Written by on May 18, 2015 in News with 0 Comments
The BT telecommunications tower stands behind a University of Westminster campus building in central London. REUTERS/Toby Melville

The BT telecommunications tower stands behind a University of Westminster campus building in central London. REUTERS/Toby Melville

LONDON (Reuters) – Britain’s telecoms regulator Ofcom said BT’s fibre network should be opened to other operators to improve competition in high-speed data links for large businesses and mobile and broadband companies.

Ofcom’s proposals concern the 2 billion pound market for dedicated leased lines that are used by companies as well as universities, schools and other public bodies to move around large amounts of electronic information.

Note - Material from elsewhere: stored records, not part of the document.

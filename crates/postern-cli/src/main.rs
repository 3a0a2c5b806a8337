//! Entry point for the `postern` mail client.
//!
//! Delegates to [`postern_cli::run`], which parses arguments, loads
//! configuration, performs one exchange with the server and prints the
//! decoded response.

use std::io::{self, StderrLock, StdoutLock};
use std::process::ExitCode;

fn main() -> ExitCode {
    let mut stdout: StdoutLock<'_> = io::stdout().lock();
    let mut stderr: StderrLock<'_> = io::stderr().lock();
    postern_cli::run(std::env::args_os(), &mut stdout, &mut stderr)
}
//! Test support utilities for postern CLI behavioural coverage.
//!
//! Supplies a fake mail server, a fixed configuration loader and an
//! in-memory token store so step definitions and unit tests can drive the
//! full command flow without touching the real configuration or filesystem.

mod fake_server;

use std::cell::RefCell;
use std::ffi::OsString;
use std::process::ExitCode;

use anyhow::{Context, Result, ensure};
use postern_config::Config;
use postern_proto::AuthToken;
use rstest::fixture;

use crate::token_store::TokenStore;
use crate::{AppError, ConfigLoader, IoStreams, run_with_token_store};

pub(super) use fake_server::FakeServer;

/// A config loader that returns a fixed configuration for tests.
pub(super) struct StaticConfigLoader {
    config: Config,
}

impl StaticConfigLoader {
    pub(super) fn new(config: Config) -> Self {
        Self { config }
    }
}

impl ConfigLoader for StaticConfigLoader {
    fn load(&self, _args: &[OsString]) -> Result<Config, AppError> {
        Ok(self.config.clone())
    }
}

/// Token store kept in memory for the lifetime of a test.
#[derive(Debug, Default)]
pub(super) struct MemoryTokenStore {
    token: RefCell<Option<AuthToken>>,
}

impl MemoryTokenStore {
    pub(super) fn replace(&self, token: Option<AuthToken>) {
        *self.token.borrow_mut() = token;
    }

    pub(super) fn current(&self) -> Option<AuthToken> {
        self.token.borrow().clone()
    }
}

impl TokenStore for MemoryTokenStore {
    fn load(&self) -> Result<Option<AuthToken>, AppError> {
        Ok(self.current())
    }

    fn save(&self, token: &AuthToken) -> Result<(), AppError> {
        self.replace(Some(token.clone()));
        Ok(())
    }

    fn delete(&self) -> Result<(), AppError> {
        self.replace(None);
        Ok(())
    }
}

/// Test world holding configuration, server, token and captured output.
#[derive(Default)]
pub(super) struct TestWorld {
    pub config: Config,
    pub server: Option<FakeServer>,
    pub tokens: MemoryTokenStore,
    pub stdout: Vec<u8>,
    pub stderr: Vec<u8>,
    pub exit_code: Option<ExitCode>,
    pub requests: Vec<String>,
}

impl TestWorld {
    pub fn start_server(&mut self, response: &str) -> Result<()> {
        let server = FakeServer::spawn(response)?;
        self.config = self
            .config
            .clone()
            .with_overrides(Some(String::from("127.0.0.1")), Some(server.port()));
        self.server = Some(server);
        Ok(())
    }

    pub fn store_token(&self, token: &str) {
        self.tokens.replace(Some(AuthToken::new(token)));
    }

    /// Runs the CLI with `command` split as a shell would, honouring single
    /// quotes for arguments containing spaces.
    pub fn run(&mut self, command: &str) -> Result<()> {
        self.run_args(split_command_line(command))
    }

    pub fn run_args(&mut self, arguments: Vec<String>) -> Result<()> {
        self.stdout.clear();
        self.stderr.clear();
        self.requests.clear();
        let mut args = vec![OsString::from("postern")];
        args.extend(arguments.into_iter().map(OsString::from));
        let loader = StaticConfigLoader::new(self.config.clone());
        let mut io = IoStreams::new(&mut self.stdout, &mut self.stderr);
        let exit = run_with_token_store(args, &mut io, &loader, &self.tokens);
        self.exit_code = Some(exit);
        if let Some(mut server) = self.server.take() {
            self.requests = server.take_requests()?;
        }
        Ok(())
    }

    pub fn stdout_text(&self) -> Result<String> {
        decode_utf8(self.stdout.clone(), "stdout")
    }

    pub fn stderr_text(&self) -> Result<String> {
        decode_utf8(self.stderr.clone(), "stderr")
    }

    pub fn assert_success(&self) -> Result<()> {
        let exit = self.exit_code.context("exit code recorded")?;
        ensure!(
            exit == ExitCode::SUCCESS,
            "expected success exit code, got {exit:?}; stderr: {:?}",
            self.stderr_text()?
        );
        Ok(())
    }

    pub fn assert_failure(&self) -> Result<()> {
        let exit = self.exit_code.context("exit code recorded")?;
        ensure!(
            exit == ExitCode::FAILURE,
            "expected failure exit code, got {exit:?}"
        );
        Ok(())
    }

    pub fn assert_single_request(&self, expected: &str) -> Result<()> {
        ensure!(
            self.requests.len() == 1,
            "expected single request but found {:?}",
            self.requests
        );
        let actual = self.requests.first().context("request missing")?;
        ensure!(
            actual == expected,
            "request mismatch: expected {expected:?}, got {actual:?}"
        );
        Ok(())
    }

    pub fn assert_no_requests(&self) -> Result<()> {
        ensure!(
            self.requests.is_empty(),
            "expected no server requests but found {:?}",
            self.requests
        );
        Ok(())
    }
}

pub(super) fn decode_utf8(buffer: Vec<u8>, label: &str) -> Result<String> {
    String::from_utf8(buffer).with_context(|| format!("{label} utf8"))
}

/// Removes one pair of surrounding double quotes from a step argument.
pub(super) fn unquote(value: &str) -> &str {
    let trimmed = value.trim();
    trimmed
        .strip_prefix('"')
        .and_then(|inner| inner.strip_suffix('"'))
        .unwrap_or(trimmed)
}

fn split_command_line(command: &str) -> Vec<String> {
    let mut arguments = Vec::new();
    let mut current = String::new();
    let mut quoted = false;
    let mut pending = false;
    for character in command.trim().chars() {
        match character {
            '\'' => {
                quoted = !quoted;
                pending = true;
            }
            ' ' if !quoted => {
                if pending {
                    arguments.push(std::mem::take(&mut current));
                    pending = false;
                }
            }
            other => {
                current.push(other);
                pending = true;
            }
        }
    }
    if pending {
        arguments.push(current);
    }
    arguments
}

#[fixture]
pub(super) fn world() -> RefCell<TestWorld> {
    RefCell::new(TestWorld::default())
}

“To ensure that businesses have effective choice, and to encourage competition and innovation, Ofcom is proposing a new requirement on BT – the largest supplier in the market, upon whose network many competitors’ services rely – to supply ‘dark fibre’ in areas outside central London,” Ofcom said on Friday.

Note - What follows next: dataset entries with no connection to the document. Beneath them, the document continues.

//! Error types raised while encoding requests and decoding responses.

use thiserror::Error;

use crate::command::CommandKind;

/// Failures while turning a command into a request envelope.
#[derive(Debug, Error, Clone, PartialEq, Eq)]
pub enum EncodeError {
    /// An authenticated command was attempted without a stored token.
    #[error("{command} requires a login token; run `login` first")]
    MissingToken {
        /// Command that needed the token.
        command: CommandKind,
    },
    /// The supplied arguments do not match the command's fixed argument list.
    #[error("{command} expects arguments [{expected}] but received [{found}]")]
    ArgumentMismatch {
        /// Command whose contract was violated.
        command: CommandKind,
        /// Comma separated names of the required arguments.
        expected: String,
        /// Comma separated names of the supplied arguments.
        found: String,
    },
}

/// Failures while decoding a server response.
#[derive(Debug, Error, Clone, PartialEq, Eq)]
pub enum ProtocolError {
    /// The server closed the connection without sending anything.
    #[error("server closed the connection without a response")]
    EmptyResponse,
    /// The response ended, or split a character, inside its status header.
    #[error("response does not carry a complete status header: {response:?}")]
    TruncatedHeader {
        /// The raw response text.
        response: String,
    },
    /// A fixed-format payload had the wrong number of quoted fields.
    #[error("{command} response has {found} fields, expected {expected}")]
    FieldCount {
        /// Command whose response was being decoded.
        command: CommandKind,
        /// Number of fields the response shape requires.
        expected: usize,
        /// Number of fields actually present.
        found: usize,
    },
    /// A successful login response carried no token.
    #[error("login response did not carry a token")]
    MissingToken,
}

Dark fibre refers to connections that are not live until an operator connects its equipment to them.

Broadband companies TalkTalk, Sky, business telecoms providers COLT and GTC, and mobile operators Vodafone, 3 and EE, said last year they wanted business lines opened up.

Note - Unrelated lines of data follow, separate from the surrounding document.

//! Command modelling for postern requests.
//!
//! [`Command`] is the typed form built by the command line: each variant
//! carries exactly the data its request needs. [`CommandSpec`] is the
//! positional form the encoder walks, holding `(ArgumentKey, value)` pairs in
//! wire order.

use std::fmt;

use base64::Engine as _;
use base64::engine::general_purpose::STANDARD;
use serde::Serialize;

use crate::error::EncodeError;

/// The six commands understood by the server.
#[derive(Debug, Clone, Copy, PartialEq, Eq, Hash, Serialize)]
#[serde(rename_all = "snake_case")]
pub enum CommandKind {
    /// Creates an account.
    Register,
    /// Authenticates and obtains a token.
    Login,
    /// Lists messages in the mailbox.
    List,
    /// Sends a message to another user.
    Send,
    /// Fetches one message by id.
    Fetch,
    /// Invalidates the token.
    Logout,
}

impl CommandKind {
    /// Keyword that opens the request envelope.
    #[must_use]
    pub const fn name(self) -> &'static str {
        match self {
            Self::Register => "register",
            Self::Login => "login",
            Self::List => "list",
            Self::Send => "send",
            Self::Fetch => "fetch",
            Self::Logout => "logout",
        }
    }

    /// Whether the request must carry the stored login token.
    #[must_use]
    pub const fn requires_token(self) -> bool {
        matches!(self, Self::List | Self::Send | Self::Fetch | Self::Logout)
    }

    /// Arguments the command accepts, in wire order.
    #[must_use]
    pub const fn arguments(self) -> &'static [ArgumentKey] {
        match self {
            Self::Register | Self::Login => &[ArgumentKey::Username, ArgumentKey::Password],
            Self::Send => &[
                ArgumentKey::Recipient,
                ArgumentKey::Subject,
                ArgumentKey::Body,
            ],
            Self::Fetch => &[ArgumentKey::Id],
            Self::List | Self::Logout => &[],
        }
    }
}

impl fmt::Display for CommandKind {
    fn fmt(&self, formatter: &mut fmt::Formatter<'_>) -> fmt::Result {
        formatter.write_str(self.name())
    }
}

/// Named positional argument of a command.
#[derive(Debug, Clone, Copy, PartialEq, Eq, Hash, Serialize)]
#[serde(rename_all = "snake_case")]
pub enum ArgumentKey {
    /// Account name.
    Username,
    /// Base64 encoded password.
    Password,
    /// Addressee of a sent message.
    Recipient,
    /// Subject line of a sent message.
    Subject,
    /// Body of a sent message.
    Body,
    /// Numeric message id.
    Id,
}

impl ArgumentKey {
    /// Upper-case label used in diagnostics.
    #[must_use]
    pub const fn label(self) -> &'static str {
        match self {
            Self::Username => "USERNAME",
            Self::Password => "PASSWORD",
            Self::Recipient => "RECIPIENT",
            Self::Subject => "SUBJECT",
            Self::Body => "BODY",
            Self::Id => "ID",
        }
    }
}

impl fmt::Display for ArgumentKey {
    fn fmt(&self, formatter: &mut fmt::Formatter<'_>) -> fmt::Result {
        formatter.write_str(self.label())
    }
}

/// A command kind plus its arguments in wire order.
///
/// The set of keys always matches [`CommandKind::arguments`] exactly.
#[derive(Debug, Clone, PartialEq, Eq)]
pub struct CommandSpec {
    kind: CommandKind,
    args: Vec<(ArgumentKey, String)>,
}

impl CommandSpec {
    /// Builds a spec, rejecting argument lists that differ from the kind's.
    ///
    /// # Errors
    ///
    /// Returns [`EncodeError::ArgumentMismatch`] when the keys are missing,
    /// duplicated, extra, or out of order.
    pub fn new(kind: CommandKind, args: Vec<(ArgumentKey, String)>) -> Result<Self, EncodeError> {
        let expected = kind.arguments();
        let matches = args.len() == expected.len()
            && args.iter().zip(expected).all(|((key, _), want)| key == want);
        if !matches {
            return Err(EncodeError::ArgumentMismatch {
                command: kind,
                expected: join_labels(expected.iter().copied()),
                found: join_labels(args.iter().map(|(key, _)| *key)),
            });
        }
        Ok(Self { kind, args })
    }

    /// The command kind.
    #[must_use]
    pub const fn kind(&self) -> CommandKind {
        self.kind
    }

    /// Arguments in wire order.
    pub fn args(&self) -> impl Iterator<Item = (ArgumentKey, &str)> {
        self.args.iter().map(|(key, value)| (*key, value.as_str()))
    }

    /// Value of a single argument.
    #[must_use]
    pub fn get(&self, key: ArgumentKey) -> Option<&str> {
        self.args()
            .find(|(candidate, _)| *candidate == key)
            .map(|(_, value)| value)
    }
}

fn join_labels(keys: impl Iterator<Item = ArgumentKey>) -> String {
    keys.map(ArgumentKey::label).collect::<Vec<_>>().join(", ")
}

/// Username and base64 encoded password.
#[derive(Debug, Clone, PartialEq, Eq)]
pub struct Credentials {
    username: String,
    encoded_password: String,
}

impl Credentials {
    /// Encodes `password` with standard padded base64.
    #[must_use]
    pub fn new(username: impl Into<String>, password: &str) -> Self {
        Self {
            username: username.into(),
            encoded_password: STANDARD.encode(password),
        }
    }

    /// Account name.
    #[must_use]
    pub fn username(&self) -> &str {
        &self.username
    }

    /// Password exactly as it goes on the wire.
    #[must_use]
    pub fn encoded_password(&self) -> &str {
        &self.encoded_password
    }
}

/// An outgoing message.
#[derive(Debug, Clone, PartialEq, Eq)]
pub struct Draft {
    /// Addressee.
    pub recipient: String,
    /// Subject line.
    pub subject: String,
    /// Body text; `\n` sequences mark line breaks.
    pub body: String,
}

/// A fully typed client command.
#[derive(Debug, Clone, PartialEq, Eq)]
pub enum Command {
    /// `register <username> <password>`
    Register(Credentials),
    /// `login <username> <password>`
    Login(Credentials),
    /// `list`
    List,
    /// `send <recipient> <subject> <body>`
    Send(Draft),
    /// `fetch <id>`
    Fetch {
        /// Message id as listed by the server.
        id: u64,
    },
    /// `logout`
    Logout,
}

impl Command {
    /// The kind of this command.
    #[must_use]
    pub const fn kind(&self) -> CommandKind {
        match self {
            Self::Register(_) => CommandKind::Register,
            Self::Login(_) => CommandKind::Login,
            Self::List => CommandKind::List,
            Self::Send(_) => CommandKind::Send,
            Self::Fetch { .. } => CommandKind::Fetch,
            Self::Logout => CommandKind::Logout,
        }
    }
}

impl From<&Command> for CommandSpec {
    fn from(command: &Command) -> Self {
        let args = match command {
            Command::Register(credentials) | Command::Login(credentials) => vec![
                (ArgumentKey::Username, credentials.username.clone()),
                (ArgumentKey::Password, credentials.encoded_password.clone()),
            ],
            Command::Send(draft) => vec![
                (ArgumentKey::Recipient, draft.recipient.clone()),
                (ArgumentKey::Subject, draft.subject.clone()),
                (ArgumentKey::Body, draft.body.clone()),
            ],
            Command::Fetch { id } => vec![(ArgumentKey::Id, id.to_string())],
            Command::List | Command::Logout => Vec::new(),
        };
        Self {
            kind: command.kind(),
            args,
        }
    }
}

/// Opaque session token issued by a successful login.
#[derive(Clone, PartialEq, Eq)]
pub struct AuthToken(String);

impl AuthToken {
    /// Wraps a raw token value.
    #[must_use]
    pub fn new(value: impl Into<String>) -> Self {
        Self(value.into())
    }

    /// The raw token value.
    #[must_use]
    pub fn as_str(&self) -> &str {
        &self.0
    }
}

impl fmt::Debug for AuthToken {
    fn fmt(&self, formatter: &mut fmt::Formatter<'_>) -> fmt::Result {
        formatter.write_str("AuthToken(..)")
    }
}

BT’s network company Openreach provides access to its fibre on a wholesale basis. Ofcom said its new proposals would enable competitors to put their own equipment at the end of each dedicated fibre line, a change that would drive innovation.

BT said it already provided a level playing field that allowed hundreds of companies, large and small, to compete.

“Mandating dark fibre risks favouring a few companies that have the greatest capability to deploy it, to the disadvantage of all other firms,” a spokesman said.

“It will undermine investment – as a number of service providers have warned – and it would also increase costs, divert resources and add more complexity just when we’re beginning to make progress on improving service,” he said.

TalkTalk, however, said BT had been able to get away with delivering poor service to businesses at inflated prices.

“These recommendations will help drive competition into the commercial market and improve the service they receive,” the company said, adding it was vital prices were set at the right levels for competitors to access the network.

Shares in BT fell 1 percent in early trade, before recovering to trade flat at 465 pence by 0936 GMT.

The proposals, which do not cover consumer fibre connections, will be subject to consultation, with a final decision published next year.